There are chilling similarities – but fundamental differences too.
On December 7, 2001, a Gallup Poll ran the following headline:
“Americans Say Sept. 11 Will Be More Historically Significant Than Pearl Harbor.”
That December 7th day when Gallop ran that headline marked the 60th anniversary of the attack on Pearl Harbor. But it was also just a few months after the September 11th attacks in New York and Washington – when many Americans were comparing the events in 1941 to those that had just occurred.
Ask yourself: which event had a more significant effect on the United States? The attack on Pearl Harbor in December 1941 or the attacks on the World Trade Center and the Pentagon in September 2001?

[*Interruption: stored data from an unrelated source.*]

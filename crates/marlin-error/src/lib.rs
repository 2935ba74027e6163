//! Error types shared across the marlin search kernel.
//!
//! The evaluation hot path (`seek`/`unpack`) is infallible by design:
//! anything that can go wrong is detected at plan time and degraded to
//! an empty plan, or parked in the request context's failure slot during
//! posting fetch. These types cover the plan-time and fetch-time cases.

use thiserror::Error;

/// Errors produced while building, optimizing or hydrating a query plan.
#[derive(Debug, Clone, PartialEq, Eq, Error)]
pub enum EvalError {
    /// The plan cannot match anything: empty field set or an impossible
    /// operator combination. Callers replace the offending node with an
    /// empty blueprint.
    #[error("invalid plan: {0}")]
    InvalidPlan(String),

    /// An internal optimizer invariant was violated. Fatal for the
    /// query; there is no safe way to continue evaluating a plan whose
    /// structure is inconsistent.
    #[error("optimization assertion failed: {0}")]
    OptimizationAssertion(String),

    /// Posting-list hydration failed (out of memory, missing store,
    /// deadline exceeded). Surfaced through the request context; the
    /// caller turns the query into an empty result.
    #[error("resource exhausted while fetching postings: {0}")]
    ResourceExhausted(String),

    /// Two children bind different match-data handles to the same field
    /// id, so the parent cannot expose a coherent field list.
    #[error("inconsistent handles for field {field_id}: {first} vs {second}")]
    InconsistentHandles {
        field_id: u32,
        first: u32,
        second: u32,
    },
}

/// Result alias used throughout the workspace.
pub type Result<T> = std::result::Result<T, EvalError>;
use crate::and_search;
use crate::empty_search::EmptySearch;
use crate::execute_info::ExecuteInfo;
use crate::full_search::FullSearch;
use crate::global_filter::GlobalFilter;
use crate::intermediate_blueprints::IntermediateBlueprint;
use crate::leaf_blueprints::EmptyBlueprint;
use crate::or_search;
use crate::and_not_search;
use crate::search_iterator::SearchIteratorBox;
use crate::unpack::UnpackInfo;

/// Source id of a blueprint that was never assigned one.
pub const INVALID_SOURCE_ID: u32 = u32::MAX;

/// Declared upper bound on the number of matching documents.
#[derive(Debug, Clone, Copy, PartialEq, Eq)]
pub struct HitEstimate {
    pub est_hits: u32,
    pub empty: bool,
}

impl HitEstimate {
    #[must_use]
    pub fn new(est_hits: u32, empty: bool) -> Self {
        Self { est_hits, empty }
    }

    /// Statically empty estimate.
    #[must_use]
    pub fn empty() -> Self {
        Self {
            est_hits: 0,
            empty: true,
        }
    }

    /// Estimate ordering: empty sorts below everything, then by hits.
    #[must_use]
    pub fn is_less(&self, other: &Self) -> bool {
        if self.empty == other.empty {
            self.est_hits < other.est_hits
        } else {
            self.empty
        }
    }

    /// Largest of the estimates; empty entries lose.
    #[must_use]
    pub fn max(estimates: &[Self]) -> Self {
        let mut result = Self::empty();
        for est in estimates {
            if result.empty || result.est_hits < est.est_hits {
                result = *est;
            }
        }
        result
    }

    /// Smallest of the estimates; any empty entry wins.
    #[must_use]
    pub fn min(estimates: &[Self]) -> Self {
        let mut result = Self::empty();
        for (i, est) in estimates.iter().enumerate() {
            if i == 0 || est.empty || est.est_hits < result.est_hits {
                result = *est;
            }
        }
        result
    }

    /// Saturated sum: capped by the doc id limit (itself floored by the
    /// largest child estimate), empty only when all inputs are empty.
    #[must_use]
    pub fn sat_sum(estimates: &[Self], docid_limit: u32) -> Self {
        let mut sum: u64 = 0;
        let mut empty = true;
        let mut limit = docid_limit;
        for est in estimates {
            sum += u64::from(est.est_hits);
            empty = empty && est.empty;
            limit = limit.max(est.est_hits);
        }
        Self {
            est_hits: sum.min(u64::from(limit)) as u32,
            empty,
        }
    }
}

const TREE_SIZE_BITS: u32 = 20;
const TREE_SIZE_MASK: u32 = (1 << TREE_SIZE_BITS) - 1;
const COST_TIER_SHIFT: u32 = TREE_SIZE_BITS;
const FLAG_ALLOW_TERMWISE: u32 = 1 << 28;
const FLAG_WANT_GLOBAL_FILTER: u32 = 1 << 29;

/// Immutable-after-freeze plan-node summary: searched fields, hit
/// estimate, and packed `tree_size:20 | cost_tier:8 | flags:4`.
#[derive(Debug, Clone, PartialEq, Eq)]
pub struct State {
    fields: FieldSpecBaseList,
    estimate: HitEstimate,
    packed: u32,
}

impl State {
    pub const COST_TIER_NORMAL: u8 = 1;
    pub const COST_TIER_EXPENSIVE: u8 = 2;
    pub const COST_TIER_MAX: u8 = 255;

    #[must_use]
    pub fn new(fields: FieldSpecBaseList) -> Self {
        let mut state = Self {
            fields,
            estimate: HitEstimate::empty(),
            packed: 0,
        };
        state.set_tree_size(1);
        state.set_cost_tier(Self::COST_TIER_NORMAL);
        state.set_allow_termwise_eval(true);
        state
    }

    #[must_use]
    pub fn is_term_like(&self) -> bool {
        !self.fields.is_empty()
    }

    #[must_use]
    pub fn fields(&self) -> &FieldSpecBaseList {
        &self.fields
    }

    #[must_use]
    pub fn num_fields(&self) -> usize {
        self.fields.len()
    }

    #[must_use]
    pub fn field(&self, idx: usize) -> FieldSpecBase {
        self.fields[idx]
    }

    #[must_use]
    pub fn lookup_field(&self, field_id: u32) -> Option<FieldSpecBase> {
        self.fields
            .iter()
            .copied()
            .find(|field| field.field_id() == field_id)
    }

    #[must_use]
    pub fn estimate(&self) -> HitEstimate {
        self.estimate
    }

    pub fn set_estimate(&mut self, estimate: HitEstimate) {
        self.estimate = estimate;
    }

    /// Fraction of the corpus this node is expected to match.
    #[must_use]
    pub fn hit_ratio(&self, docid_limit: u32) -> f64 {
        let total_hits = self.estimate.est_hits;
        let total_docs = total_hits.max(docid_limit);
        if total_docs == 0 {
            0.0
        } else {
            f64::from(total_hits) / f64::from(total_docs)
        }
    }

    #[must_use]
    pub fn tree_size(&self) -> u32 {
        self.packed & TREE_SIZE_MASK
    }

    pub fn set_tree_size(&mut self, value: u32) {
        debug_assert!(value <= TREE_SIZE_MASK, "tree size exceeds 20 bits");
        self.packed = (self.packed & !TREE_SIZE_MASK) | (value & TREE_SIZE_MASK);
    }

    #[must_use]
    pub fn cost_tier(&self) -> u8 {
        ((self.packed >> COST_TIER_SHIFT) & 0xff) as u8
    }

    pub fn set_cost_tier(&mut self, value: u8) {
        self.packed =
            (self.packed & !(0xff << COST_TIER_SHIFT)) | (u32::from(value) << COST_TIER_SHIFT);
    }

    #[must_use]
    pub fn allow_termwise_eval(&self) -> bool {
        (self.packed & FLAG_ALLOW_TERMWISE) != 0
    }

    pub fn set_allow_termwise_eval(&mut self, value: bool) {
        if value {
            self.packed |= FLAG_ALLOW_TERMWISE;
        } else {
            self.packed &= !FLAG_ALLOW_TERMWISE;
        }
    }

    #[must_use]
    pub fn want_global_filter(&self) -> bool {
        (self.packed & FLAG_WANT_GLOBAL_FILTER) != 0
    }

    pub fn set_want_global_filter(&mut self, value: bool) {
        if value {
            self.packed |= FLAG_WANT_GLOBAL_FILTER;
        } else {
            self.packed &= !FLAG_WANT_GLOBAL_FILTER;
        }
    }
}

/// Sort key for child ordering: cheaper tiers first, then by estimate.
/// `descending` selects largest-estimate-first (OR) instead of
/// smallest-first (AND).
#[must_use]
pub fn tiered_sort_key(state: &State, descending: bool) -> (u8, u64) {
    let est = state.estimate();
    let hits = if est.empty {
        // empty estimates sort as the extreme value on their side
        if descending {
            u64::from(u32::MAX) + 1
        } else {
            0
        }
    } else if descending {
        u64::from(u32::MAX) - u64::from(est.est_hits)
    } else {
        u64::from(est.est_hits) + 1
    };
    (state.cost_tier(), hits)
}

/// Intermediate operator identity.
#[derive(Debug, Clone, Copy, PartialEq, Eq)]
pub enum OpKind {
    And,
    Or,
    AndNot,
    Rank,
    Near,
    ONear,
    WeakAnd,
    SourceBlender,
}

/// Whether a filter iterator must cover at least all matches (upper
/// bound) or only certain matches (lower bound).
#[derive(Debug, Clone, Copy, PartialEq, Eq)]
pub enum FilterConstraint {
    UpperBound,
    LowerBound,
}

impl FilterConstraint {
    #[must_use]
    pub fn invert(self) -> Self {
        match self {
            Self::UpperBound => Self::LowerBound,
            Self::LowerBound => Self::UpperBound,
        }
    }
}

/// Context threaded through iterator construction, standing in for the
/// ancestor queries the plan tree cannot answer by itself.
#[derive(Debug, Clone, Copy)]
pub struct EvalContext {
    /// Hit ratio of the plan root, gating termwise evaluation.
    pub root_hit_ratio: f64,
    /// Whether the parent operator supports termwise children (an
    /// ancestor hoist would cover this subtree too).
    pub in_termwise_capable_parent: bool,
}

/// A plan node: an iterator factory annotated with estimates, fields
/// and cost metadata.
pub trait Blueprint: std::fmt::Debug {
    /// This node's plan summary. Cheap after `freeze`; intermediates
    /// recompute from their children before that.
    fn state(&self) -> State;

    fn docid_limit(&self) -> DocId;
    fn set_docid_limit(&mut self, limit: DocId);

    fn source_id(&self) -> u32;
    fn set_source_id(&mut self, source_id: u32);

    fn hit_ratio(&self) -> f64 {
        self.state().hit_ratio(self.docid_limit())
    }

    fn as_intermediate(&self) -> Option<&IntermediateBlueprint> {
        None
    }

    fn as_intermediate_mut(&mut self) -> Option<&mut IntermediateBlueprint> {
        None
    }

    /// A node produced to replace this one during optimization, if any
    /// (e.g. the only child of a collapsed operator).
    fn get_replacement(&mut self) -> Option<Box<dyn Blueprint>> {
        None
    }

    /// Whether this node must always be unpacked regardless of what
    /// ranking needs from the scratch rows.
    fn always_needs_unpack(&self) -> bool {
        false
    }

    /// Bind to posting lists. May block on I/O; failures are reported
    /// through the request context owning the query.
    fn fetch_postings(&mut self, execute_info: &ExecuteInfo) {
        let _ = execute_info;
    }

    /// Cache plan state bottom-up. No structural mutation is allowed
    /// afterwards.
    fn freeze(&mut self) {}

    /// Push the computed global filter to the leaves that asked for it.
    fn set_global_filter(&mut self, filter: &GlobalFilter, estimated_hit_ratio: f64) {
        let _ = (filter, estimated_hit_ratio);
    }

    /// Build the iterator tree for this plan.
    fn create_search(&self, match_data: &SharedMatchData, strict: bool) -> SearchIteratorBox;

    /// Build a filter iterator honoring `constraint`.
    fn create_filter_search(
        &self,
        strict: bool,
        constraint: FilterConstraint,
    ) -> SearchIteratorBox;

    /// Class name for plan dumps.
    fn class_name(&self) -> &'static str;

    /// Node-specific additions to the plan dump.
    fn extra_plan_members(&self, out: &mut serde_json::Map<String, Value>) {
        let _ = out;
    }
}

/// Optimize a plan tree: operator-local rewrites (flattening, empty
/// pruning, source-blender hoisting), then elimination (single-child
/// and statically-empty replacement), then per-operator child sorting.
/// Children are rewritten before their parents.
#[must_use]
pub fn optimize(blueprint: Box<dyn Blueprint>) -> Box<dyn Blueprint> {
    optimize_node(blueprint, None)
}

pub(crate) fn optimize_node(
    mut blueprint: Box<dyn Blueprint>,
    parent_kind: Option<OpKind>,
) -> Box<dyn Blueprint> {
    if let Some(node) = blueprint.as_intermediate_mut() {
        node.optimize_children();
        node.optimize_self(parent_kind);
        node.sort_children();
    }
    maybe_eliminate_self(blueprint)
}

/// Apply replacement and empty-elimination to a single node, keeping
/// source id, doc id limit and exposed fields intact.
fn maybe_eliminate_self(mut blueprint: Box<dyn Blueprint>) -> Box<dyn Blueprint> {
    if let Some(mut replacement) = blueprint.get_replacement() {
        replacement.set_source_id(blueprint.source_id());
        blueprint = replacement;
    }
    if blueprint.state().estimate().empty {
        let mut empty = EmptyBlueprint::with_fields(blueprint.state().fields().clone());
        empty.set_source_id(blueprint.source_id());
        empty.set_docid_limit(blueprint.docid_limit());
        return Box::new(empty);
    }
    blueprint
}

// ---------------------------------------------------------------------------
// Filter construction
// ---------------------------------------------------------------------------

#[derive(Debug, Clone, Copy, PartialEq, Eq)]
enum FilterOp {
    And,
    Or,
}
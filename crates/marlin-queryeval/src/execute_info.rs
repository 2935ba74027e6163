//! Execution context handed to `fetch_postings`.

use marlin_types::Doom;

/// How a subtree will be executed: whether it is driven strictly, the
/// estimated fraction of the corpus flowing through it, and the soft
/// deadline for posting-list hydration.
#[derive(Debug, Clone, Copy)]
pub struct ExecuteInfo {
    strict: bool,
    hit_rate: f64,
    doom: Doom,
}

impl ExecuteInfo {
    #[must_use]
    pub fn new(strict: bool, hit_rate: f64, doom: Doom) -> Self {
        Self {
            strict,
            hit_rate,
            doom,
        }
    }

    /// Strict execution over the full corpus, no deadline.
    #[must_use]
    pub fn full(strict: bool) -> Self {
        Self::new(strict, 1.0, Doom::never())
    }

    #[must_use]
    pub fn is_strict(&self) -> bool {
        self.strict
    }

    #[must_use]
    pub fn hit_rate(&self) -> f64 {
        self.hit_rate
    }

    #[must_use]
    pub fn doom(&self) -> Doom {
        self.doom
    }

    /// Same deadline, different strictness and hit rate.
    #[must_use]
    pub fn for_child(&self, strict: bool, hit_rate: f64) -> Self {
        Self::new(strict, hit_rate, self.doom)
    }
}

impl Default for ExecuteInfo {
    fn default() -> Self {
        Self::full(false)
    }
}

#[cfg(test)]
mod tests {
    use super::*;

    #[test]
    fn child_info_keeps_doom() {
        let info = ExecuteInfo::full(true);
        let child = info.for_child(false, 0.25);
        assert!(!child.is_strict());
        assert_eq!(child.hit_rate(), 0.25);
        assert!(!child.doom().is_doomed());
    }
}
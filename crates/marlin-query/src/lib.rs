//! Query tree model.
//!
//! The kernel consumes an already-parsed query as a tree of [`Node`]
//! values: leaf kinds looked up through a `Searchable`, and intermediate
//! kinds compiled into the matching blueprint operators. The tree is a
//! plain tagged enum; consumers dispatch with `match`.

use marlin_types::DocId;

/// A single query term with its significance weight.
#[derive(Debug, Clone, PartialEq, Eq)]
pub struct TermNode {
    pub term: String,
    pub weight: i32,
}

impl TermNode {
    #[must_use]
    pub fn new(term: impl Into<String>, weight: i32) -> Self {
        Self {
            term: term.into(),
            weight,
        }
    }
}

/// A child annotated with an integer weight (weighted-set, dot-product,
/// weak-and).
#[derive(Debug, Clone, PartialEq)]
pub struct WeightedChild {
    pub node: Node,
    pub weight: i32,
}

/// A child annotated with the source id it serves (source-blender).
#[derive(Debug, Clone, PartialEq)]
pub struct SourcedChild {
    pub node: Node,
    pub source_id: u32,
}

/// One node of the query tree.
#[derive(Debug, Clone, PartialEq)]
pub enum Node {
    // ---- leaf kinds, resolved by a Searchable ----
    Term(TermNode),
    Prefix(TermNode),
    Phrase { terms: Vec<String>, weight: i32 },
    NumericRange { low: Option<i64>, high: Option<i64> },
    Location { x: i64, y: i64, radius: u64 },
    SameElement { terms: Vec<TermNode> },
    Regexp(TermNode),
    Fuzzy { term: TermNode, max_edits: u8, prefix_length: u32 },

    // ---- intermediate kinds, compiled into operators ----
    And(Vec<Node>),
    Or(Vec<Node>),
    AndNot(Vec<Node>),
    Rank(Vec<Node>),
    Near { window: u32, children: Vec<Node> },
    ONear { window: u32, children: Vec<Node> },
    WeakAnd { target_hits: u32, children: Vec<WeightedChild> },
    WeightedSet { children: Vec<WeightedChild> },
    DotProduct { children: Vec<WeightedChild> },
    SourceBlender { children: Vec<SourcedChild> },
}

impl Node {
    /// Convenience constructor for a unit-weight term.
    #[must_use]
    pub fn term(term: impl Into<String>) -> Self {
        Self::Term(TermNode::new(term, 100))
    }

    /// Whether this node is a leaf kind (resolved through a
    /// Searchable rather than compiled into an operator).
    #[must_use]
    pub fn is_leaf(&self) -> bool {
        matches!(
            self,
            Self::Term(_)
                | Self::Prefix(_)
                | Self::Phrase { .. }
                | Self::NumericRange { .. }
                | Self::Location { .. }
                | Self::SameElement { .. }
                | Self::Regexp(_)
                | Self::Fuzzy { .. }
        )
    }

    /// Number of leaf terms in the subtree.
    #[must_use]
    pub fn leaf_count(&self) -> usize {
        match self {
            node if node.is_leaf() => 1,
            Self::And(children)
            | Self::Or(children)
            | Self::AndNot(children)
            | Self::Rank(children)
            | Self::Near { children, .. }
            | Self::ONear { children, .. } => children.iter().map(Self::leaf_count).sum(),
            Self::WeakAnd { children, .. }
            | Self::WeightedSet { children }
            | Self::DotProduct { children } => {
                children.iter().map(|c| c.node.leaf_count()).sum()
            }
            Self::SourceBlender { children } => {
                children.iter().map(|c| c.node.leaf_count()).sum()
            }
            _ => 0,
        }
    }
}

/// Upper bound context a query executes in: the exclusive doc id limit
/// of the index generation being searched.
#[derive(Debug, Clone, Copy, PartialEq, Eq)]
pub struct QueryLimits {
    pub docid_limit: DocId,
}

According to Gallup, 72% say 9/11. And before someone asks about Americans 65 and older – those with memories of both Pearl Harbor and the war that followed – consider this: those 65 and older say 9/11 will have a greater impact on America too.
- Both attacks came with little forewarning and no single provocation.
- Both attacks were against major U.S. structures.
- Both attacks killed thousands of Americans, on scales eerily similar: 2,403 Americans on that awful Sunday in 1941 and 2,605 Americans (out of 2,996 victims) on that dreadful Tuesday in 2001.
- Both attacks led to long wars, with catastrophic death tolls.
The Differences & How We Teach
While there are chilling similarities between Pearl Harbor and 9/11, there are plenty of important differences. Differences that need to be discussed with an open mind and within historical context.
The reality is that while 9/11 might seem like yesterday to most, students in 2018’s high school senior class were not yet born on Sept. 11, 2001. To them 9/11 is history – just like Pearl Harbor.
Twenty years from now, history books might suggest that 9/11 touched our lives and our children’s lives far longer and with more impact than Pearl Harbor ever did. Maybe even longer than World War II.
The fact is that each generation gives different meaning to the same historical events based on whatever issues they are currently concerned about. So, never forget the words of Thomas Jefferson:
“I like the dreams of the future better than the history of the past.”